▶ PROBLEM DESCRIPTION
The word "Result" appears in some lines of the entries. Say how many, and give nothing but the number.

▶ SOURCE MATERIAL

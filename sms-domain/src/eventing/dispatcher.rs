//! 事件分发器（EventDispatcher）协议
//!
//! 传输假定为“至少一次”投递；重试（如有）属于传输层职责。
//!
use crate::{domain_event::EventEnvelope, error::DomainResult as Result};
use async_trait::async_trait;
use std::sync::Arc;

/// 事件分发器：把事件信封发布到传输层
#[async_trait]
pub trait EventDispatcher: Send + Sync {
    async fn dispatch(&self, event: &EventEnvelope) -> Result<()>;
}

#[async_trait]
impl<T> EventDispatcher for Arc<T>
where
    T: EventDispatcher + ?Sized,
{
    async fn dispatch(&self, event: &EventEnvelope) -> Result<()> {
        (**self).dispatch(event).await
    }
}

▶ RESPONSE AREA
3